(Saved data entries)
= Beginning of Section =
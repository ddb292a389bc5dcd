use landnav::{NavGraph, Point2, TileLayout};
use std::collections::HashSet;

/// A parsed path scenario: a layout plus a start and target point
pub struct PathFixture {
    pub layout: TileLayout,
    pub start: Point2,
    pub target: Point2,
}

/// Parse a path scenario from text.
/// Format:
/// - ■: tile
/// - □ or space: empty cell
/// - s: tile carrying the start point at its centre
/// - t: tile carrying the target point at its centre
pub fn parse_path_fixture(text: &str, tile_size: f32) -> Result<PathFixture, Box<dyn std::error::Error>> {
    let lines: Vec<&str> = text.lines().filter(|line| !line.trim().is_empty()).collect();
    if lines.is_empty() {
        return Err("no grid lines found in fixture".into());
    }

    let cols = lines[0].chars().count() as i32;
    let rows = lines.len() as i32;

    let mut cells = Vec::with_capacity((rows * cols) as usize);
    let mut start_cell = None;
    let mut target_cell = None;

    for (row, line) in lines.iter().enumerate() {
        if line.chars().count() as i32 != cols {
            return Err("inconsistent row width in fixture".into());
        }
        for (col, ch) in line.chars().enumerate() {
            match ch {
                '■' => cells.push(0),
                '□' | ' ' => cells.push(-1),
                's' => {
                    cells.push(0);
                    start_cell = Some((row as i32, col as i32));
                }
                't' => {
                    cells.push(0);
                    target_cell = Some((row as i32, col as i32));
                }
                _ => return Err(format!("unexpected character '{}' in fixture", ch).into()),
            }
        }
    }

    let layout = TileLayout::with_cells(rows, cols, tile_size, cells);
    let (start_row, start_col) = start_cell.ok_or("no start marker 's' in fixture")?;
    let (target_row, target_col) = target_cell.ok_or("no target marker 't' in fixture")?;
    let start = layout.cell_center(start_row, start_col);
    let target = layout.cell_center(target_row, target_col);

    Ok(PathFixture {
        layout,
        start,
        target,
    })
}

/// Bit-exact key for a node position, usable in hashed sets
pub fn position_key(p: &Point2) -> (u32, u32) {
    (p.x.to_bits(), p.y.to_bits())
}

/// Node positions of a graph as an order-independent set
pub fn position_set(graph: &NavGraph) -> HashSet<(u32, u32)> {
    graph.nodes.iter().map(|n| position_key(&n.pos)).collect()
}

/// Undirected edges of a graph as an order-independent set of
/// canonically ordered position pairs
pub fn edge_set(graph: &NavGraph) -> HashSet<((u32, u32), (u32, u32))> {
    let mut edges = HashSet::new();
    for node in &graph.nodes {
        for &(j, _) in &node.neighbours {
            let a = position_key(&node.pos);
            let b = position_key(&graph.nodes[j].pos);
            edges.insert(if a <= b { (a, b) } else { (b, a) });
        }
    }
    edges
}

/// Index of the graph node at exactly this position, if any
pub fn node_at(graph: &NavGraph, pos: Point2) -> Option<usize> {
    graph.nodes.iter().position(|n| n.pos == pos)
}
use serde::Deserialize;
use std::fs;

#[derive(Debug, Deserialize)]
pub struct Config {
    #[serde(default)]
    pub layout: LayoutConfig,
    #[serde(default)]
    pub visual: VisualConfig,
}

#[derive(Debug, Deserialize)]
pub struct LayoutConfig {
    /// Text layout file to load on startup; a built-in demo layout is used
    /// when the file is missing
    #[serde(default = "default_layout_path")]
    pub path: String,
    #[serde(default = "default_tile_size")]
    pub tile_size: f32,
}

#[derive(Debug, Deserialize)]
pub struct VisualConfig {
    #[serde(default = "default_window_title")]
    pub window_title: String,
    #[serde(default = "default_bg_r")]
    pub background_r: u8,
    #[serde(default = "default_bg_g")]
    pub background_g: u8,
    #[serde(default = "default_bg_b")]
    pub background_b: u8,
    #[serde(default = "default_show_nodes")]
    pub show_nodes: bool,
    #[serde(default = "default_show_edges")]
    pub show_edges: bool,
}

// Default values
fn default_layout_path() -> String { "layout.txt".to_string() }
fn default_tile_size() -> f32 { 1.0 }
fn default_window_title() -> String { "landnav - platform navigation demo".to_string() }
fn default_bg_r() -> u8 { 30 }
fn default_bg_g() -> u8 { 30 }
fn default_bg_b() -> u8 { 30 }
fn default_show_nodes() -> bool { true }
fn default_show_edges() -> bool { false }

impl Default for LayoutConfig {
    fn default() -> Self {
        Self {
            path: default_layout_path(),
            tile_size: default_tile_size(),
        }
    }
}

impl Default for VisualConfig {
    fn default() -> Self {
        Self {
            window_title: default_window_title(),
            background_r: default_bg_r(),
            background_g: default_bg_g(),
            background_b: default_bg_b(),
            show_nodes: default_show_nodes(),
            show_edges: default_show_edges(),
        }
    }
}

impl Default for Config {
    fn default() -> Self {
        Self {
            layout: LayoutConfig::default(),
            visual: VisualConfig::default(),
        }
    }
}

impl Config {
    /// Load configuration from file, or use defaults if file doesn't exist
    pub fn load() -> Self {
        match fs::read_to_string("config.toml") {
            Ok(contents) => match toml::from_str(&contents) {
                Ok(config) => {
                    println!("Loaded configuration from config.toml");
                    config
                }
                Err(e) => {
                    eprintln!("Warning: Failed to parse config.toml: {}", e);
                    eprintln!("Using default configuration");
                    Config::default()
                }
            },
            Err(_) => Config::default(),
        }
    }
}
= End of Section =
__Exercise__:
Only one stretch of the entries above is wanted: the lines from the one containing "edges.insert(if a <= b" through the one containing "pub struct LayoutConfig". Please reproduce it exactly.

__Task answer__:
            edges.insert(if a <= b { (a, b) } else { (b, a) });
        }
    }
    edges
}

/// Index of the graph node at exactly this position, if any
pub fn node_at(graph: &NavGraph, pos: Point2) -> Option<usize> {
    graph.nodes.iter().position(|n| n.pos == pos)
}
use serde::Deserialize;
use std::fs;

#[derive(Debug, Deserialize)]
pub struct Config {
    #[serde(default)]
    pub layout: LayoutConfig,
    #[serde(default)]
    pub visual: VisualConfig,
}

#[derive(Debug, Deserialize)]
pub struct LayoutConfig {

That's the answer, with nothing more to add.